▶ _INSTRUCTIONS TO FOLLOW_:
Output nothing but the lines from the first line of the entries to the line with "pub const CHECK_SQUARE: u32 = 0xE0604F;", inclusive, exactly as they read.

▶ _EXERCISE DATA_:
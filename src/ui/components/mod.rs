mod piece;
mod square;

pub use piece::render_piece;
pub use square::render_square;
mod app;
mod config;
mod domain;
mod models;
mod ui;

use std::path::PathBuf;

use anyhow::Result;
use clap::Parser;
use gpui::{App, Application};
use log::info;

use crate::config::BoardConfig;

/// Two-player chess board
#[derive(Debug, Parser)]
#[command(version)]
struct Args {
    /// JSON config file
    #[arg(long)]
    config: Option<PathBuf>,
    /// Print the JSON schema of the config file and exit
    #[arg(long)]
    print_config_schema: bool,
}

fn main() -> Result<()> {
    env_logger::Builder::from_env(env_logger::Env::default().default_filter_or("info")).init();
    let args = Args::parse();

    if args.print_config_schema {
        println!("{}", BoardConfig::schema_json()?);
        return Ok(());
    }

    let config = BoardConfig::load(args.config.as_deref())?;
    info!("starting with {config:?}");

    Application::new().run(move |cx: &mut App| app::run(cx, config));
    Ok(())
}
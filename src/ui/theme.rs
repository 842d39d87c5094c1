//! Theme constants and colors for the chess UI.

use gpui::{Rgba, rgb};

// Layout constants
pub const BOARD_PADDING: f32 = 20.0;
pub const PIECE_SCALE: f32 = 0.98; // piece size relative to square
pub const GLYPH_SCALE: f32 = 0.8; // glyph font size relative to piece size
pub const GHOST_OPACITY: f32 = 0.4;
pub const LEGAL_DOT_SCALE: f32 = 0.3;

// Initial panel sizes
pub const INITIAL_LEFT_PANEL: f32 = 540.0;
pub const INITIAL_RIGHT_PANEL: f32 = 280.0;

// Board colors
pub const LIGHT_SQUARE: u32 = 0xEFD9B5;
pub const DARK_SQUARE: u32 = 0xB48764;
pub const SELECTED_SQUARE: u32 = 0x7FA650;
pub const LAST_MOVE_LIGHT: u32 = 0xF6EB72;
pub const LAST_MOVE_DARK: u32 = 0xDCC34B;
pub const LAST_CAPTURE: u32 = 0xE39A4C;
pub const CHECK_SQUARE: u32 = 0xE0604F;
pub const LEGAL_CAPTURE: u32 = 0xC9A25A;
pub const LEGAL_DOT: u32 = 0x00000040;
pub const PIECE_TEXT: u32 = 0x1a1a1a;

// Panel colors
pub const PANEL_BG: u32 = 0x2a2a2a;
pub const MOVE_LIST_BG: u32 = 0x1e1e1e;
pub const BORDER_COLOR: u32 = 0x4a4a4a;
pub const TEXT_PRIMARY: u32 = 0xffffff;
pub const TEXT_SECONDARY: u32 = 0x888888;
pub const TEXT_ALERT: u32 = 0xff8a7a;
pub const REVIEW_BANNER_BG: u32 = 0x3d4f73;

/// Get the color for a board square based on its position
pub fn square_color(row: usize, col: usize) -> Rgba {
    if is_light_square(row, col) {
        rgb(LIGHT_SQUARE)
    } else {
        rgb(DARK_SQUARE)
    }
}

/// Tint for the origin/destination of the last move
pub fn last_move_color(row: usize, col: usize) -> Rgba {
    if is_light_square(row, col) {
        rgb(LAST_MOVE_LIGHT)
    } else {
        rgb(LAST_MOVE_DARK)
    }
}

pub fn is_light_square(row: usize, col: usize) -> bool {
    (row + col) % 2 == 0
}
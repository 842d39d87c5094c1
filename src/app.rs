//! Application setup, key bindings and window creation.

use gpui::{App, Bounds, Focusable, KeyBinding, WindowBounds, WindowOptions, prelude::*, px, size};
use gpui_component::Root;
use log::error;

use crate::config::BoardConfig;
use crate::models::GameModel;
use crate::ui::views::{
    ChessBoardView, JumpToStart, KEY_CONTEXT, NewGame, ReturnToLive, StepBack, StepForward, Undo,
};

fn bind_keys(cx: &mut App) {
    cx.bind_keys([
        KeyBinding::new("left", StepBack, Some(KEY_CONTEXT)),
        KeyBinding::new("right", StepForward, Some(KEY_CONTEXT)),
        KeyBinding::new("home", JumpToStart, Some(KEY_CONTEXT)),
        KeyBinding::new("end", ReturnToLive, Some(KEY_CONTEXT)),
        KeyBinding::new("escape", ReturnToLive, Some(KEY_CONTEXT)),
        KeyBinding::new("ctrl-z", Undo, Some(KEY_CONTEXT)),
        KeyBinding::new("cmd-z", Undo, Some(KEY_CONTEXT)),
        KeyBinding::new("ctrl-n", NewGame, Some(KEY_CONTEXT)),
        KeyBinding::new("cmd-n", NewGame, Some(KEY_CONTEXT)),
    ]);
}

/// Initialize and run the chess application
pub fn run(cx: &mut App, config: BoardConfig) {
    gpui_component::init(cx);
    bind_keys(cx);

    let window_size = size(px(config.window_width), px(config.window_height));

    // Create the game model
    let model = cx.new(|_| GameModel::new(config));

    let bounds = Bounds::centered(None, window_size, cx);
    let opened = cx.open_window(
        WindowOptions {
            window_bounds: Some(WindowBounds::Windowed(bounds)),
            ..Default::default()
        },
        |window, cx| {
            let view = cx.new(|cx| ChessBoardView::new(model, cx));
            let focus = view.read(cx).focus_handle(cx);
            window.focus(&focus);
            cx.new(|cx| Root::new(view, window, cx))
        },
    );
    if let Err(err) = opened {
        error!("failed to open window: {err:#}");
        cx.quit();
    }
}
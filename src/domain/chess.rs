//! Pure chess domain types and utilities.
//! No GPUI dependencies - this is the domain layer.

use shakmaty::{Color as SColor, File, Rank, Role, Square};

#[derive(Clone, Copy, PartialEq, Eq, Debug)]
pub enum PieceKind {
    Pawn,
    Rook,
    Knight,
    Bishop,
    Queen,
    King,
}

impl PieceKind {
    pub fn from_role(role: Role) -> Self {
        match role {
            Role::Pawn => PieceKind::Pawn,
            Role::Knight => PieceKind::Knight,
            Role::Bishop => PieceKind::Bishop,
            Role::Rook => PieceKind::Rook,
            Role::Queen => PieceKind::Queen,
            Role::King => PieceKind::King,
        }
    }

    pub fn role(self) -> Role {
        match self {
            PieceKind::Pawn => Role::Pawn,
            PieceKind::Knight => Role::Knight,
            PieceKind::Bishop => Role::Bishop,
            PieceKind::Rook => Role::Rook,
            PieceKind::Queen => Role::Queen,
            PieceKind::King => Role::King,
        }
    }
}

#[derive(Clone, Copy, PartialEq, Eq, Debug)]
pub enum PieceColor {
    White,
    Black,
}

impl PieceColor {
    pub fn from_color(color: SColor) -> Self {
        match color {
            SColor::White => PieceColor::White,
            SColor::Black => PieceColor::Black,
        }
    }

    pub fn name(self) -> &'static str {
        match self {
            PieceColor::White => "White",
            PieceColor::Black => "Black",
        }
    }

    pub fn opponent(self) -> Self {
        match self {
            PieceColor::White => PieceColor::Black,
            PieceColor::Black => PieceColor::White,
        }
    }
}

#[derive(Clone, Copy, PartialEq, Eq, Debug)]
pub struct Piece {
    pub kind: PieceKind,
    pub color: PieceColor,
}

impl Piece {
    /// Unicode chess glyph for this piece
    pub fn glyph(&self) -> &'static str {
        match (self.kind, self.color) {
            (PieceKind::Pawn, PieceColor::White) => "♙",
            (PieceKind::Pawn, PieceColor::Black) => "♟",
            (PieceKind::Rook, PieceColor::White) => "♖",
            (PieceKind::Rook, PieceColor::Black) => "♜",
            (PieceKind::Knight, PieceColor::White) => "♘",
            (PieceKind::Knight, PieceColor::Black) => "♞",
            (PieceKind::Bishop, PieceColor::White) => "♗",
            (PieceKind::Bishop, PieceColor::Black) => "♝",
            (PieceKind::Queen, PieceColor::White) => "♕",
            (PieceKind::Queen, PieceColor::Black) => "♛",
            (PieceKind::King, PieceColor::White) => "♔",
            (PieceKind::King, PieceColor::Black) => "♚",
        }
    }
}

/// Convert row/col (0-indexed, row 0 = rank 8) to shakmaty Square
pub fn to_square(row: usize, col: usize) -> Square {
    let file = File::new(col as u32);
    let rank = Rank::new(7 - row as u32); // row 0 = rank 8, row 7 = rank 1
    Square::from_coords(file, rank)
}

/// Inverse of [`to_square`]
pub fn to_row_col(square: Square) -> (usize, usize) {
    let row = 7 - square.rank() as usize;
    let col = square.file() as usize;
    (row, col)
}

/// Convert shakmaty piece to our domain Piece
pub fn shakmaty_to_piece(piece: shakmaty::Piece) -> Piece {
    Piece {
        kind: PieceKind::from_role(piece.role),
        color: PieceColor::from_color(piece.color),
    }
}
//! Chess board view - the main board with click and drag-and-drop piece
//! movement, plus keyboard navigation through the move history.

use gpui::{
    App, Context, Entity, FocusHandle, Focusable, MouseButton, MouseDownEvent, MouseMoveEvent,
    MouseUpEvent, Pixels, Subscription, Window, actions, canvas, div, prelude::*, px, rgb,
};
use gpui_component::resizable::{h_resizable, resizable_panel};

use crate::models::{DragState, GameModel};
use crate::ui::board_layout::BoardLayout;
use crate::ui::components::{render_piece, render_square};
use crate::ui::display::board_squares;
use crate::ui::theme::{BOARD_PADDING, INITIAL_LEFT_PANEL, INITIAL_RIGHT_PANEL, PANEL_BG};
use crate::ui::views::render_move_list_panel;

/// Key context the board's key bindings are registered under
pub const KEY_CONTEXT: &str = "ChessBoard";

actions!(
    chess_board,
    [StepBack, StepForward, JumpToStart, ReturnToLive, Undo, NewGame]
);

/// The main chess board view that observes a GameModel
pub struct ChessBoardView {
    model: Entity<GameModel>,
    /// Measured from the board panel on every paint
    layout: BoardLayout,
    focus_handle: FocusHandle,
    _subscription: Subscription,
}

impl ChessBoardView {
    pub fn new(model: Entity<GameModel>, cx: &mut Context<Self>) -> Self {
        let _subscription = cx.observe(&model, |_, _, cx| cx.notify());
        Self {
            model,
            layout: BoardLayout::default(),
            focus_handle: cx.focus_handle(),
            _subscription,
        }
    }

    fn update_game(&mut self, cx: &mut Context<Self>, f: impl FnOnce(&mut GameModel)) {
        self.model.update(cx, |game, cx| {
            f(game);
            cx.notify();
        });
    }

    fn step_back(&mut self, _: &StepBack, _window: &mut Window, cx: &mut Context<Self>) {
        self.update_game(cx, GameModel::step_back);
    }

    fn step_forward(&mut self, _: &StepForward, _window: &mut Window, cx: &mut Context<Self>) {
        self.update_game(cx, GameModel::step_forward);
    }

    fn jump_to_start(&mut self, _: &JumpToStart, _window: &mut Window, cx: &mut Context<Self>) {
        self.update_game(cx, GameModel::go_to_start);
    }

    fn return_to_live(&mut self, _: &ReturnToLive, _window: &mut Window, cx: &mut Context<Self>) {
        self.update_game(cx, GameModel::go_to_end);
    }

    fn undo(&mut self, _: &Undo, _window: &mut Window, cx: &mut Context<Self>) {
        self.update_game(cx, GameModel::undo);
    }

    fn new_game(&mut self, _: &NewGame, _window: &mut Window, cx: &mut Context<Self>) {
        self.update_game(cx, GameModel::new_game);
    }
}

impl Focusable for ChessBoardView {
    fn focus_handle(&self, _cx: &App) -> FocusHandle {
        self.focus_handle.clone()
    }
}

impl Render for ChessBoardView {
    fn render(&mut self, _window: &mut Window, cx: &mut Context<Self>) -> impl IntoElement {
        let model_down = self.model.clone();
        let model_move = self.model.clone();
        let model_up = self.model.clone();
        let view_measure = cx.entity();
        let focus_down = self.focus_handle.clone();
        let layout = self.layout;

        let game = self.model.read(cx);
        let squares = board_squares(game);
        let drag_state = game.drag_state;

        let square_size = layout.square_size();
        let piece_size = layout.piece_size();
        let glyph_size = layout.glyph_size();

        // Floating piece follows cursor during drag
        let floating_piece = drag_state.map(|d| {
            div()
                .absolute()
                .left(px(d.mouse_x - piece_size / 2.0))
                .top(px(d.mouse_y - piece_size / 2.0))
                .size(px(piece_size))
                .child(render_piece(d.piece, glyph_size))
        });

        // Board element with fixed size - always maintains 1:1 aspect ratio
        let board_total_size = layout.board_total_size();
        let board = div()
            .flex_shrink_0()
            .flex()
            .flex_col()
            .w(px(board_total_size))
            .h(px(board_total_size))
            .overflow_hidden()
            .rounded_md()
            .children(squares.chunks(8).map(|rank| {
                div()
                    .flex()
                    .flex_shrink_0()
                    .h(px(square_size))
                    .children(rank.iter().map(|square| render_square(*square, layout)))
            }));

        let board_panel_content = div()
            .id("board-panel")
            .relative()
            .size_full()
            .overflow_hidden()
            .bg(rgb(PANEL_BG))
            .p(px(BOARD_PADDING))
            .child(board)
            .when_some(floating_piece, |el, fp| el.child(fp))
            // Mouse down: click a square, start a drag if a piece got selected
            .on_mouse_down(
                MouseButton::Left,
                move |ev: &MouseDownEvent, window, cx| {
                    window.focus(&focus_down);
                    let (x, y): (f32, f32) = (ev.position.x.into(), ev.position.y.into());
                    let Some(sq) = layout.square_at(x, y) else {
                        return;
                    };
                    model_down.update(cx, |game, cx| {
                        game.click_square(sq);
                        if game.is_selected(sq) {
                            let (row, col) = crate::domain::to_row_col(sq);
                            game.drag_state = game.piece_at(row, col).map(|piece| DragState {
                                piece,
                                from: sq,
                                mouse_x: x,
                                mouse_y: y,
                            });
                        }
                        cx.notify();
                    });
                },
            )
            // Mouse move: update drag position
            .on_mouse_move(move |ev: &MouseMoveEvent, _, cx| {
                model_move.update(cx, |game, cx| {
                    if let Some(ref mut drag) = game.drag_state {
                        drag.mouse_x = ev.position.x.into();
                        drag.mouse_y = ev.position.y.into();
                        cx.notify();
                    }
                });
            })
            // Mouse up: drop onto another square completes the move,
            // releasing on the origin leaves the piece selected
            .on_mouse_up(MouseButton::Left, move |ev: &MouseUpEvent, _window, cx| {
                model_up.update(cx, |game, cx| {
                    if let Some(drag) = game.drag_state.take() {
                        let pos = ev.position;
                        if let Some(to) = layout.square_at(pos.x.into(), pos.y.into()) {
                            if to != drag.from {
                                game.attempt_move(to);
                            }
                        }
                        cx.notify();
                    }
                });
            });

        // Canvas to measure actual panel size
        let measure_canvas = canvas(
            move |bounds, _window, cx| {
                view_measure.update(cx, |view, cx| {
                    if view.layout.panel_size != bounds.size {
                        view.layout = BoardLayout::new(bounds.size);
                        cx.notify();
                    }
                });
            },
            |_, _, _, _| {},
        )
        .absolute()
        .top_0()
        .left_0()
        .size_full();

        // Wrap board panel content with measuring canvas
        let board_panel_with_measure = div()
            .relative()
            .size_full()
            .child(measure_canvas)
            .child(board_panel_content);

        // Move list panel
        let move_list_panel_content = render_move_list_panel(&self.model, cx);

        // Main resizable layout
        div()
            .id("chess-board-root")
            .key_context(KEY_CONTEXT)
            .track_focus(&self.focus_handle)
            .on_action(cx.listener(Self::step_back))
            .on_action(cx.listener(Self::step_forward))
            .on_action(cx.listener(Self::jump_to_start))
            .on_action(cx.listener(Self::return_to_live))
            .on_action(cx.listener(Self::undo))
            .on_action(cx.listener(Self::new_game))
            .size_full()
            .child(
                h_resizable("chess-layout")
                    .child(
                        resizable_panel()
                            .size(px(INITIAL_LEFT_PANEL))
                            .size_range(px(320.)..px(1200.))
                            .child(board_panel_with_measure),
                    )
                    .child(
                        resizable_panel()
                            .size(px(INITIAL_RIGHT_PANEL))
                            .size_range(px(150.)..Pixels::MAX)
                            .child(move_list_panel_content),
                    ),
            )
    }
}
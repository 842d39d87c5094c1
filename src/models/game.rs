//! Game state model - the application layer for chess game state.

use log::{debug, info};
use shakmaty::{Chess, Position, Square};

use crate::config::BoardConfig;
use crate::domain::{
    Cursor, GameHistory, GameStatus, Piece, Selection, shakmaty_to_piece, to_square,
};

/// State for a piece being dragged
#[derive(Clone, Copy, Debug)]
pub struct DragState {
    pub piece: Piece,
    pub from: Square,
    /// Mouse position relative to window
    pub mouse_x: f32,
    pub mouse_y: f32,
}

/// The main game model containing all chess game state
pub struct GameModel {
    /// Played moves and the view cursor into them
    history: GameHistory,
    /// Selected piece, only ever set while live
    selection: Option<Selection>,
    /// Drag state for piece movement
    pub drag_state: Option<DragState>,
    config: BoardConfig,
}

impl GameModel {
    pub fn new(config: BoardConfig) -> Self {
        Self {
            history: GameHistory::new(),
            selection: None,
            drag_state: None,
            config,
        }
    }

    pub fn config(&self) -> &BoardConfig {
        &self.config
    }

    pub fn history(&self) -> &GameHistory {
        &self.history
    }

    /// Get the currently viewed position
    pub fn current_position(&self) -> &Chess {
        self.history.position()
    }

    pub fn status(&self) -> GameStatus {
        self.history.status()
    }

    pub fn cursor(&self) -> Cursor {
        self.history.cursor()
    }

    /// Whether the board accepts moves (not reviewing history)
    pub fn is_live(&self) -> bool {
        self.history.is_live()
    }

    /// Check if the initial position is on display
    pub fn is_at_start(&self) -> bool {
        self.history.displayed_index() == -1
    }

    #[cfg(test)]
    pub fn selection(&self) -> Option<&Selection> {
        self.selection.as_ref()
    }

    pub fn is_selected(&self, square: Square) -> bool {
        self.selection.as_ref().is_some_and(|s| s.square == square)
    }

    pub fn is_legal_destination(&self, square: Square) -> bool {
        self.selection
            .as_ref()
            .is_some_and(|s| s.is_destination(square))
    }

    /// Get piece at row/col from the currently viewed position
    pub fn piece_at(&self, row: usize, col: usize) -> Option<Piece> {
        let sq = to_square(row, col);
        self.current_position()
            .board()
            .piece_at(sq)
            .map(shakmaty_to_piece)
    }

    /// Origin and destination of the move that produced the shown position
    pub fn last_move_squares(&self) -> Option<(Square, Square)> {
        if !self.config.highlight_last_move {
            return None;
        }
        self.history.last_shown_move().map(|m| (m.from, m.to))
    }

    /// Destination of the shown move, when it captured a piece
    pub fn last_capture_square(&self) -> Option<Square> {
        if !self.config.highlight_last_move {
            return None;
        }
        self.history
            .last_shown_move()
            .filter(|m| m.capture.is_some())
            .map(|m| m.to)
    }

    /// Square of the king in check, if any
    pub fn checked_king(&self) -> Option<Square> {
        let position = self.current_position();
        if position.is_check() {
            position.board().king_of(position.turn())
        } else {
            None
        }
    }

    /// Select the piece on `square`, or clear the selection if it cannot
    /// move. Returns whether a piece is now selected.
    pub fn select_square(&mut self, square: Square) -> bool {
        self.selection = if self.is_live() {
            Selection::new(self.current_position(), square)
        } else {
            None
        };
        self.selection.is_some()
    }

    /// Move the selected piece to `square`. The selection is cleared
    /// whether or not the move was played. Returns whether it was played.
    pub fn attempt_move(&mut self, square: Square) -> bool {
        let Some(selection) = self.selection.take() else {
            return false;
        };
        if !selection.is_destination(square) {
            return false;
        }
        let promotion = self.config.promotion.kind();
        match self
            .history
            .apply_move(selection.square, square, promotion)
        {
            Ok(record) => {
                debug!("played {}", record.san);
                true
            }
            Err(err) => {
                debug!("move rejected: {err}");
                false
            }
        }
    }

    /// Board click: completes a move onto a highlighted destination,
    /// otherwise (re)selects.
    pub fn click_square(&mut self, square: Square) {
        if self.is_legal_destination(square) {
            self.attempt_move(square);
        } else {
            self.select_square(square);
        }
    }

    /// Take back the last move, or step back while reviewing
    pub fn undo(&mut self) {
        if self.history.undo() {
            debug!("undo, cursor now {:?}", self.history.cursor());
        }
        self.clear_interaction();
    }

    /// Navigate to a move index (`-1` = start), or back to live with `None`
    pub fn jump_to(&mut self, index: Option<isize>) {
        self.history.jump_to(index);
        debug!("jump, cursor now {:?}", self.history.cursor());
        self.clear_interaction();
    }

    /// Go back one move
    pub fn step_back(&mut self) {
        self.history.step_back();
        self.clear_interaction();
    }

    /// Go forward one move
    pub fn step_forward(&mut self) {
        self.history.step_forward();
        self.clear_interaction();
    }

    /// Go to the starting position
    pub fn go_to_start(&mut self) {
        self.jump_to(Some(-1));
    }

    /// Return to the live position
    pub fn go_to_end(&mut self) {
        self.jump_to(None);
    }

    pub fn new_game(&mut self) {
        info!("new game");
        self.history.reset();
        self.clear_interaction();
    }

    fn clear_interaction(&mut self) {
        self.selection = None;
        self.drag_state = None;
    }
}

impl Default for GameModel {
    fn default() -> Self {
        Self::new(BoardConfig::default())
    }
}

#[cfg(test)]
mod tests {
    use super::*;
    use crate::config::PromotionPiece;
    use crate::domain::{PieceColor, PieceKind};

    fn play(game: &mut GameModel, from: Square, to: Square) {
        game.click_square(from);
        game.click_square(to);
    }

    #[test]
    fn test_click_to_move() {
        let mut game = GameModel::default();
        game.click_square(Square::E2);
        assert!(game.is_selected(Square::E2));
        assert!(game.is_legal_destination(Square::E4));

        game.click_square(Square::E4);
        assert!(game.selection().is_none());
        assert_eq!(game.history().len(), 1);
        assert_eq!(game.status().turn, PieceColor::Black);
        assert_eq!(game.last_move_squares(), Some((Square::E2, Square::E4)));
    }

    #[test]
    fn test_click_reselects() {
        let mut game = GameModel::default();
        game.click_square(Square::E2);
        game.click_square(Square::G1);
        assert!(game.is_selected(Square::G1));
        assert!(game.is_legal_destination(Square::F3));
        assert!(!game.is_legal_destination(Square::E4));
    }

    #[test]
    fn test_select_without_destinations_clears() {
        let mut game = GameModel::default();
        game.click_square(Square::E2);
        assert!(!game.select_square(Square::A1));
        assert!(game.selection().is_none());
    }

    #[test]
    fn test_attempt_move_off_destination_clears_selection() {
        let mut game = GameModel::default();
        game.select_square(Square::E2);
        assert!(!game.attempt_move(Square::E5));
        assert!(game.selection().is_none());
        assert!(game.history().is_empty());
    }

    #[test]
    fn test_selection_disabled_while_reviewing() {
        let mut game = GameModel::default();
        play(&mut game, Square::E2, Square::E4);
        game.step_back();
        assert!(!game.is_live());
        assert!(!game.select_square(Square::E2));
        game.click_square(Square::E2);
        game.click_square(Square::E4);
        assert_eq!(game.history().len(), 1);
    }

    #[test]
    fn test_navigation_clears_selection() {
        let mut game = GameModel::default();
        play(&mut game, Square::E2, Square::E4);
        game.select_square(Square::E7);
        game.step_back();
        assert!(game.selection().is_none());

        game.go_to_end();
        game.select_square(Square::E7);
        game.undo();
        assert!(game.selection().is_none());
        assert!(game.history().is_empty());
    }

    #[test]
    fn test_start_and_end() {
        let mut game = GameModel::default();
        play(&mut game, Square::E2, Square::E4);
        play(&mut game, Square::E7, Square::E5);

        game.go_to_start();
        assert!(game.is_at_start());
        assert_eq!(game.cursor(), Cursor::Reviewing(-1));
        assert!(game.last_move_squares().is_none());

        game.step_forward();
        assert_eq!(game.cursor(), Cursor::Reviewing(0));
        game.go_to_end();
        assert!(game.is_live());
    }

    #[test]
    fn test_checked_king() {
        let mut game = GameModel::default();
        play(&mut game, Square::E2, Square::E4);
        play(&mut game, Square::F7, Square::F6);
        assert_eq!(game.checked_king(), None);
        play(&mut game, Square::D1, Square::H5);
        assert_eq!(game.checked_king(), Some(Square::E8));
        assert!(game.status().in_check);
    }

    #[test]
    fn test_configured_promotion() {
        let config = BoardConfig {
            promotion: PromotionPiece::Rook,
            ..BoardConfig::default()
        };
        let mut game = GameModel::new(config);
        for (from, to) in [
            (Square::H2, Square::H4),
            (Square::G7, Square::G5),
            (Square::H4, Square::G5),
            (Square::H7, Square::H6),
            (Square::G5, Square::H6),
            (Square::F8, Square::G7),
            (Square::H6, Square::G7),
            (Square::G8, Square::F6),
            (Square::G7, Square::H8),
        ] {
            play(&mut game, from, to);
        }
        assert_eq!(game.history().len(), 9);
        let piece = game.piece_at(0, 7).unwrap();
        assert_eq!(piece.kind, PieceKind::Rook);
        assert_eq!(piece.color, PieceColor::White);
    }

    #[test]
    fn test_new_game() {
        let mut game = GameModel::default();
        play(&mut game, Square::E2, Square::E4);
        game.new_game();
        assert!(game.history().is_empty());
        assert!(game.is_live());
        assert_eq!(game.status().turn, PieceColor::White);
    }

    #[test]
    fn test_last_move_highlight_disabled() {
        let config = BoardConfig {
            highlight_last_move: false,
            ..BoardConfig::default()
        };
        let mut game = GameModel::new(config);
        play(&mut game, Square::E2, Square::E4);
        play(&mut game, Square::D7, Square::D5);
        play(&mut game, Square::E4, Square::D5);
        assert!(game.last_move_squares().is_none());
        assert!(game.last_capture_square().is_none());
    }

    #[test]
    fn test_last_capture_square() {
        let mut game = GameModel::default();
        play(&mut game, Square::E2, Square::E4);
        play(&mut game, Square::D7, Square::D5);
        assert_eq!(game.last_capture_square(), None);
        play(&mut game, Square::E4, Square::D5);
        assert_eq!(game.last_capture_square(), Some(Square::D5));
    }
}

▶ _SOLUTION FOR THIS PROBLEM_:
filename src/ui/components/mod.rs
mod piece;
mod square;

pub use piece::render_piece;
pub use square::render_square;
mod app;
mod config;
mod domain;
mod models;
mod ui;

use std::path::PathBuf;

use anyhow::Result;
use clap::Parser;
use gpui::{App, Application};
use log::info;

use crate::config::BoardConfig;

/// Two-player chess board
#[derive(Debug, Parser)]
#[command(version)]
struct Args {
    /// JSON config file
    #[arg(long)]
    config: Option<PathBuf>,
    /// Print the JSON schema of the config file and exit
    #[arg(long)]
    print_config_schema: bool,
}

fn main() -> Result<()> {
    env_logger::Builder::from_env(env_logger::Env::default().default_filter_or("info")).init();
    let args = Args::parse();

    if args.print_config_schema {
        println!("{}", BoardConfig::schema_json()?);
        return Ok(());
    }

    let config = BoardConfig::load(args.config.as_deref())?;
    info!("starting with {config:?}");

    Application::new().run(move |cx: &mut App| app::run(cx, config));
    Ok(())
}
filename src/ui/theme.rs
repository 842d39d87c5094c1
//! Theme constants and colors for the chess UI.

use gpui::{Rgba, rgb};

// Layout constants
pub const BOARD_PADDING: f32 = 20.0;
pub const PIECE_SCALE: f32 = 0.98; // piece size relative to square
pub const GLYPH_SCALE: f32 = 0.8; // glyph font size relative to piece size
pub const GHOST_OPACITY: f32 = 0.4;
pub const LEGAL_DOT_SCALE: f32 = 0.3;

// Initial panel sizes
pub const INITIAL_LEFT_PANEL: f32 = 540.0;
pub const INITIAL_RIGHT_PANEL: f32 = 280.0;

// Board colors
pub const LIGHT_SQUARE: u32 = 0xEFD9B5;
pub const DARK_SQUARE: u32 = 0xB48764;
pub const SELECTED_SQUARE: u32 = 0x7FA650;
pub const LAST_MOVE_LIGHT: u32 = 0xF6EB72;
pub const LAST_MOVE_DARK: u32 = 0xDCC34B;
pub const LAST_CAPTURE: u32 = 0xE39A4C;
pub const CHECK_SQUARE: u32 = 0xE0604F;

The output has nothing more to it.